You need to make sure that the bits array in add child function is of size 64. Otherwise you will have out of bounds access since your loops always iterate 64 times in total.
-
[quote author="ckakman" date="1420668650"]
Since the * this * pointer is null, a call to CANSignalList() will crash the program regardless of the body of that function.
[/quote]Not quite true. A call to a memberfunction of a null or deleted object may succeed if that function doesn't access any members. Not that I recommend calling functions on those "shells of" objects, but still...
[quote author="SGaist" date="1420669005"]What's puzzling is if "this" is null, how can it even go so far ?
On a completely unrelated note, slots should not return values. Use Q_INVOKABLE if needed and you have several memory leaks.[/quote]
Sorry, also need to disagree on that. It is perfectly fine for slots to have return values. Don't expect them to be used in cases where the slot is used as slot, but it is possible and may be valid. Q_INVOKABLE is there for methods that you want to be callable from for instance QtScript but that are not slots.[quote author="xmaze" date="1420705632"]Thank you very much!!
Solution found!!
i have and some more questions for this programm, need i make new thread or can i ask in this thread?[/quote]
If they are not related to this problem, but only to this program, please use new threads. And for each problem, please use the search here, the documentation and the general internet first of course. -
[quote author="Andre" date="1420707497"]
[quote author="ckakman" date="1420668650"]
Since the * this * pointer is null, a call to CANSignalList() will crash the program regardless of the body of that function.
[/quote]Not quite true. A call to a memberfunction of a null or deleted object may succeed if that function doesn't access any members. Not that I recommend calling functions on those "shells of" objects, but still...
[/quote]I am aware of that possibility and I myself explained it to the OP. But the situation here is different:
Note that CANSignalList() is not a member function of a null or deleted object. Instead, that function is a member function of a member variable of the null object. Therefore it is called via the null this pointer. See the line 398 in the screenshot. -
[quote author="Andre" date="1420707497"]
/snip
[quote author="SGaist" date="1420669005"]What's puzzling is if "this" is null, how can it even go so far ?On a completely unrelated note, slots should not return values. Use Q_INVOKABLE if needed and you have several memory leaks.[/quote]

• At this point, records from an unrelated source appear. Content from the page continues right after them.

// src/post.rs
//! Post assembly: turns a page's extracted fields plus a rendered body
//! into the document the writer materializes.

use crate::extract::{extract, FieldValue};
use crate::model::Page;
use crate::types::Slug;
use chrono::{DateTime, FixedOffset, NaiveDate};

/// The derived output for one page. Created per page record, consumed
/// immediately by the file-writing step, not retained.
#[derive(Debug, Clone, PartialEq)]
pub struct PostDocument {
    pub title: String,
    pub slug: Slug,
    pub date: DateTime<FixedOffset>,
    pub tags: Vec<String>,
    pub category: String,
    pub body: String,
}

impl PostDocument {
    /// Assembles a post from a page's fields and its rendered body.
    ///
    /// Defaulting rules:
    /// - missing title → empty string, used verbatim downstream
    /// - missing or empty `Slug` → derived from the title
    /// - missing (or unparseable) `Date` → `fallback_now`
    /// - missing `Tags` → empty list
    /// - missing `Category` → "Blog"
    pub fn assemble(page: &Page, body: String, fallback_now: DateTime<FixedOffset>) -> Self {
        let title = extract(page, "Title")
            .and_then(FieldValue::into_text)
            .unwrap_or_default();

        let slug = extract(page, "Slug")
            .and_then(FieldValue::into_text)
            .filter(|value| !value.is_empty())
            .map(Slug::explicit)
            .unwrap_or_else(|| Slug::derive(&title));

        let date = extract(page, "Date")
            .and_then(FieldValue::into_date)
            .and_then(|raw| parse_post_date(&raw))
            .unwrap_or(fallback_now);

        let tags = extract(page, "Tags")
            .and_then(FieldValue::into_labels)
            .unwrap_or_default();

        let category = extract(page, "Category")
            .and_then(FieldValue::into_label)
            .unwrap_or_else(|| crate::constants::DEFAULT_CATEGORY.to_string());

        Self {
            title,
            slug,
            date,
            tags,
            category,
            body,
        }
    }
}

/// Parses a property date string into a fixed-offset instant.
///
/// The API emits either a date-only value (`2024-03-01`), which maps to
/// midnight UTC, or a full RFC 3339 timestamp, which keeps its offset.
/// Anything else is treated as absent so the caller falls back to now.
pub fn parse_post_date(raw: &str) -> Option<DateTime<FixedOffset>> {
    if let Ok(instant) = DateTime::parse_from_rfc3339(raw) {
        return Some(instant);
    }

    let date = NaiveDate::parse_from_str(raw, "%Y-%m-%d").ok()?;
    let midnight = date.and_hms_opt(0, 0, 0)?;
    let utc = FixedOffset::east_opt(0)?;
    midnight.and_local_timezone(utc).single()
}

#[cfg(test)]
mod tests {
    use super::*;
    use crate::model::{PropertyTypeValue, PropertyValue};
    use crate::types::{DateValue, PageId, RichTextItem, SelectOption};
    use std::collections::HashMap;

    fn fixed_now() -> DateTime<FixedOffset> {
        DateTime::parse_from_rfc3339("2024-06-15T10:30:00+02:00").unwrap()
    }

    fn page(fields: Vec<(&str, PropertyTypeValue)>) -> Page {
        let mut properties = HashMap::new();
        for (name, value) in fields {
            properties.insert(name.into(), PropertyValue::of(value));
        }
        Page {
            id: PageId::parse("550e8400e29b41d4a716446655440000").unwrap(),
            url: String::new(),
            archived: false,
            properties,
        }
    }

    fn title_field(text: &str) -> (&'static str, PropertyTypeValue) {
        (
            "Title",
            PropertyTypeValue::Title {
                title: vec![RichTextItem::plain_text(text)],
            },
        )
    }

    #[test]
    fn derives_slug_from_title_when_slug_field_missing() {
        let post = PostDocument::assemble(
            &page(vec![title_field("Hello World")]),
            String::new(),
            fixed_now(),
        );
        assert_eq!(post.slug.as_str(), "hello-world");
    }

    #[test]
    fn empty_slug_field_falls_back_to_derivation() {
        let post = PostDocument::assemble(
            &page(vec![
                title_field("Hello World"),
                ("Slug", PropertyTypeValue::RichText { rich_text: vec![] }),
            ]),
            String::new(),
            fixed_now(),
        );
        assert_eq!(post.slug.as_str(), "hello-world");
    }

    #[test]
    fn explicit_slug_wins_over_derivation() {
        let post = PostDocument::assemble(
            &page(vec![
                title_field("Hello World"),
                (
                    "Slug",
                    PropertyTypeValue::RichText {
                        rich_text: vec![RichTextItem::plain_text("custom-slug")],
                    },
                ),
            ]),
            String::new(),
            fixed_now(),
        );
        assert_eq!(post.slug.as_str(), "custom-slug");
    }

    #[test]
    fn date_only_value_is_midnight_utc() {
        let post = PostDocument::assemble(
            &page(vec![
                title_field("Post"),
                (
                    "Date",
                    PropertyTypeValue::Date {
                        date: Some(DateValue::starting("2024-03-01")),
                    },
                ),
            ]),
            String::new(),
            fixed_now(),
        );
        assert_eq!(
            post.date.format("%Y-%m-%d %H:%M:%S %z").to_string(),
            "2024-03-01 00:00:00 +0000"
        );
    }

    #[test]
    fn timestamp_value_keeps_its_offset() {
        let post = PostDocument::assemble(
            &page(vec![
                title_field("Post"),
                (
                    "Date",
                    PropertyTypeValue::Date {
                        date: Some(DateValue::starting("2024-03-01T09:15:00.000+09:00")),
                    },
                ),
            ]),
            String::new(),
            fixed_now(),
        );
        assert_eq!(
            post.date.format("%Y-%m-%d %H:%M:%S %z").to_string(),
            "2024-03-01 09:15:00 +0900"
        );
    }

    #[test]
    fn missing_date_falls_back_to_now() {
        let post = PostDocument::assemble(
            &page(vec![title_field("Post")]),
            String::new(),
            fixed_now(),
        );
        assert_eq!(post.date, fixed_now());
    }

    #[test]
    fn unparseable_date_falls_back_to_now() {
        let post = PostDocument::assemble(
            &page(vec![
                title_field("Post"),
                (
                    "Date",
                    PropertyTypeValue::Date {
                        date: Some(DateValue::starting("not-a-date")),
                    },
                ),
            ]),
            String::new(),
            fixed_now(),
        );
        assert_eq!(post.date, fixed_now());
    }

    #[test]
    fn category_and_tags_default() {
        let post = PostDocument::assemble(
            &page(vec![title_field("Post")]),
            String::new(),
            fixed_now(),
        );
        assert_eq!(post.category, "Blog");
        assert!(post.tags.is_empty());
    }

    #[test]
    fn explicit_category_and_tags_are_kept() {
        let post = PostDocument::assemble(
            &page(vec![
                title_field("Post"),
                (
                    "Category",
                    PropertyTypeValue::Select {
                        select: Some(SelectOption::named("Tech")),
                    },
                ),
                (
                    "Tags",
                    PropertyTypeValue::MultiSelect {
                        multi_select: vec![SelectOption::named("ai"), SelectOption::named("notes")],
                    },
                ),
            ]),
            String::new(),
            fixed_now(),
        );
        assert_eq!(post.category, "Tech");
        assert_eq!(post.tags, vec!["ai", "notes"]);
    }

    #[test]
    fn missing_title_yields_empty_title_and_slug() {
        let post = PostDocument::assemble(&page(vec![]), String::new(), fixed_now());
        assert_eq!(post.title, "");
        assert_eq!(post.slug.as_str(), "");
    }
}
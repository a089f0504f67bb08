// src/lib.rs
//! notion2chirpy library — syncs published Notion database pages into
//! Chirpy-style Jekyll posts.
//!
//! # Public API
//!
//! The library exposes types organized by concern:
//! - **Error handling** — `AppError`, `ValidationError`
//! - **Configuration** — `SyncConfig`
//! - **Domain model** — `Page`, `PropertyTypeValue`, `Block`, etc.
//! - **Domain types** — `DatabaseId`, `ApiKey`, `Slug`, etc.
//! - **API client** — `NotionHttpClient`, `NotionRepository`
//! - **Conversion** — `extract`, `PostDocument`, `render_page_body`
//! - **Output** — `PostWriter`, `render_front_matter`, `post_filename`
//! - **Pipeline** — stage traits and the `run_sync` driver

// Internal modules — must match what's in main.rs
mod api;
mod config;
mod constants;
mod error;
mod extract;
mod markdown;
mod model;
mod output;
mod pipeline;
mod post;
mod types;

// --- Error Handling ---
pub use crate::error::{AppError, NotionErrorCode};
pub use crate::types::ValidationError;

// --- Configuration ---
pub use crate::config::{CommandLineInput, SyncConfig};

// --- Domain Model ---
pub use crate::model::{
    Block, BlockKind, DataSourceRef, DatabaseMeta, Page, PropertyTypeValue, PropertyValue,
    TextBlockContent, ToDoData,
};

// --- Domain Types ---
pub use crate::types::{
    Annotations, ApiKey, BlockId, DataSourceId, DatabaseId, DateValue, NotionId, PageId,
    PropertyName, RichTextItem, RichTextKind, SelectOption, Slug,
};

// --- API Client ---
pub use crate::api::{resolve_data_source, fetch_block_tree, NotionHttpClient, NotionRepository};

// --- Conversion ---
pub use crate::extract::{extract, FieldValue};
pub use crate::markdown::{render_page_body, rich_text_to_markdown};
pub use crate::post::{parse_post_date, PostDocument};

// --- Output ---
pub use crate::output::{post_filename, post_path, render_front_matter, PostWriter, WrittenPost};

// --- Pipeline ---
pub use crate::pipeline::{
    run_sync, ChirpySync, PageSource, PostComposer, PostDelivery, SyncReport,
};
// src/config.rs
use crate::constants::DEFAULT_POSTS_DIR;
use crate::error::AppError;
use crate::types::{ApiKey, DatabaseId};
use clap::Parser;
use std::path::PathBuf;

/// Parsed command-line input.
#[derive(Parser, Debug)]
#[command(author, version, about, long_about = None)]
pub struct CommandLineInput {
    /// Directory to write generated posts into
    #[arg(short = 'o', long, default_value = DEFAULT_POSTS_DIR)]
    pub posts_dir: String,

    /// Emit a `math: true` front-matter line in every post
    #[arg(long, default_value_t = false)]
    pub math: bool,

    /// Enable verbose logging (debug level)
    #[arg(short, long, default_value_t = false)]
    pub verbose: bool,

    /// Database to sync: ID or notion.so URL (defaults to NOTION_DATABASE_ID)
    #[arg(long)]
    pub database: Option<String>,
}

/// Resolved sync configuration — validated and ready to drive the run.
#[derive(Debug, Clone)]
pub struct SyncConfig {
    pub api_key: ApiKey,
    pub database_id: DatabaseId,
    pub posts_dir: PathBuf,
    pub math: bool,
    #[allow(dead_code)] // Used by bin crate
    pub verbose: bool,
}

impl SyncConfig {
    /// Resolves a complete configuration from CLI input and environment.
    pub fn resolve(cli: CommandLineInput) -> Result<Self, AppError> {
        let api_key_str = std::env::var("NOTION_API_KEY").map_err(|_| {
            AppError::MissingConfiguration(
                "NOTION_API_KEY environment variable not set".to_string(),
            )
        })?;
        let api_key = ApiKey::new(api_key_str)?;

        let database_input = match cli.database {
            Some(database) => database,
            None => std::env::var("NOTION_DATABASE_ID").map_err(|_| {
                AppError::MissingConfiguration(
                    "NOTION_DATABASE_ID environment variable not set".to_string(),
                )
            })?,
        };
        let database_id = DatabaseId::parse(&database_input)?;

        Ok(SyncConfig {
            api_key,
            database_id,
            posts_dir: PathBuf::from(cli.posts_dir),
            math: cli.math,
            verbose: cli.verbose,
        })
    }
}

#[cfg(test)]
mod tests {
    use super::*;

    #[test]
    fn cli_defaults_target_the_posts_dir() {
        let cli = CommandLineInput::parse_from(["notion2chirpy"]);
        assert_eq!(cli.posts_dir, "_posts");
        assert!(!cli.math);
        assert!(!cli.verbose);
        assert!(cli.database.is_none());
    }

    #[test]
    fn cli_accepts_overrides() {
        let cli = CommandLineInput::parse_from([
            "notion2chirpy",
            "--posts-dir",
            "out",
            "--math",
            "--database",
            "550e8400e29b41d4a716446655440000",
        ]);
        assert_eq!(cli.posts_dir, "out");
        assert!(cli.math);
        assert_eq!(
            cli.database.as_deref(),
            Some("550e8400e29b41d4a716446655440000")
        );
    }
}
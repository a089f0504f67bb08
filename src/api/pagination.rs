// src/api/pagination.rs
//! Cursor-following pagination without BoxFuture.
//!
//! The source this tool replaces trusted a single response page; the
//! query and children fetches here follow continuation cursors to
//! exhaustion instead, preserving result order.

use super::responses::PaginatedResponse;
use crate::constants::NOTION_API_PAGE_SIZE;
use crate::error::AppError;

/// Collected result of draining a paginated endpoint.
#[derive(Debug)]
pub struct PaginationResult<T> {
    pub items: Vec<T>,
    #[allow(dead_code)]
    pub total_fetched: usize,
}

/// Fetches all pages using async closures directly.
pub async fn fetch_all_pages<T, F, Fut>(mut fetch_fn: F) -> Result<PaginationResult<T>, AppError>
where
    T: Send + 'static,
    F: FnMut(u32, Option<String>) -> Fut,
    Fut: std::future::Future<Output = Result<PaginatedResponse<T>, AppError>>,
{
    let mut all_items = Vec::new();
    let mut cursor = None;

    loop {
        let response = fetch_fn(NOTION_API_PAGE_SIZE as u32, cursor).await?;

        let has_more = response.has_more;
        cursor = response.next_cursor.clone();
        all_items.extend(response.results);

        if !has_more || cursor.is_none() {
            break;
        }
    }

    Ok(PaginationResult {
        total_fetched: all_items.len(),
        items: all_items,
    })
}

#[cfg(test)]
mod tests {
    use super::*;

    fn page_of(results: Vec<u32>, next: Option<&str>) -> PaginatedResponse<u32> {
        PaginatedResponse {
            object: "list".to_string(),
            has_more: next.is_some(),
            next_cursor: next.map(String::from),
            results,
        }
    }

    #[tokio::test]
    async fn follows_cursors_to_exhaustion_in_order() {
        let mut calls = 0;
        let result = fetch_all_pages(|_page_size, cursor| {
            calls += 1;
            let response = match cursor.as_deref() {
                None => page_of(vec![1, 2], Some("a")),
                Some("a") => page_of(vec![3], Some("b")),
                Some("b") => page_of(vec![4, 5], None),
                other => panic!("unexpected cursor {:?}", other),
            };
            async move { Ok(response) }
        })
        .await
        .unwrap();

        assert_eq!(calls, 3);
        assert_eq!(result.items, vec![1, 2, 3, 4, 5]);
        assert_eq!(result.total_fetched, 5);
    }

    #[tokio::test]
    async fn single_page_stops_immediately() {
        let result = fetch_all_pages(|_page_size, _cursor| async {
            Ok(page_of(vec![42], None))
        })
        .await
        .unwrap();
        assert_eq!(result.items, vec![42]);
    }
}
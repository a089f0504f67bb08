// src/extract.rs
//! Typed property extraction.
//!
//! `extract` is the only place that understands the property union.
//! Absence is represented as `None` and handled by the caller via
//! defaulting; a missing or oddly-shaped field never raises an error.

use crate::model::{Page, PropertyTypeValue};
use crate::types::RichTextItem;

/// The value a recognized property extracts to.
#[derive(Debug, Clone, PartialEq)]
pub enum FieldValue {
    /// Plain text of a title or rich_text field's first run.
    Text(String),
    /// The raw ISO start string of a date field.
    Date(String),
    /// Multi-select option labels, in source order.
    Labels(Vec<String>),
    /// A single select option label.
    Label(String),
}

impl FieldValue {
    /// The text payload, if this is a `Text` value.
    pub fn into_text(self) -> Option<String> {
        match self {
            FieldValue::Text(text) => Some(text),
            _ => None,
        }
    }

    /// The date string payload, if this is a `Date` value.
    pub fn into_date(self) -> Option<String> {
        match self {
            FieldValue::Date(date) => Some(date),
            _ => None,
        }
    }

    /// The label list payload, if this is a `Labels` value.
    pub fn into_labels(self) -> Option<Vec<String>> {
        match self {
            FieldValue::Labels(labels) => Some(labels),
            _ => None,
        }
    }

    /// The single label payload, if this is a `Label` value.
    pub fn into_label(self) -> Option<String> {
        match self {
            FieldValue::Label(label) => Some(label),
            _ => None,
        }
    }
}

/// Reads a named field off a page with per-type extraction rules:
///
/// - title / rich_text → plain text of the first run, or empty string
///   if there are no runs
/// - date → the start string, or `None` if the date itself is unset
/// - multi_select → option labels in source order (possibly empty)
/// - select → the option label, or `None` if unset
/// - any other type, or field missing entirely → `None`
pub fn extract(page: &Page, name: &str) -> Option<FieldValue> {
    let property = page.property(name)?;

    match &property.type_specific_value {
        PropertyTypeValue::Title { title } => Some(FieldValue::Text(first_run_text(title))),
        PropertyTypeValue::RichText { rich_text } => {
            Some(FieldValue::Text(first_run_text(rich_text)))
        }
        PropertyTypeValue::Date { date } => date
            .as_ref()
            .map(|d| FieldValue::Date(d.start.clone())),
        PropertyTypeValue::MultiSelect { multi_select } => Some(FieldValue::Labels(
            multi_select.iter().map(|option| option.name.clone()).collect(),
        )),
        PropertyTypeValue::Select { select } => select
            .as_ref()
            .map(|option| FieldValue::Label(option.name.clone())),
        PropertyTypeValue::Unrecognized => None,
    }
}

fn first_run_text(runs: &[RichTextItem]) -> String {
    runs.first()
        .map(|run| run.plain_text.clone())
        .unwrap_or_default()
}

Sorry, also need to disagree on that. It is perfectly fine for slots to have return values. Don't expect them to be used in cases where the slot is used as slot, but it is possible and may be valid. Q_INVOKABLE is there for methods that you want to be callable from for instance QtScript but that are not slots.
/snip again
[/quote]I completely agree with you they can. However I've already seen cases where people where using that in a multithreaded environment and there's no need to tell you what happened. That's why I recommend against that use and rather use Q_INVOKABLE also as a mean to make the code clearer about what it can do and how it can be properly used.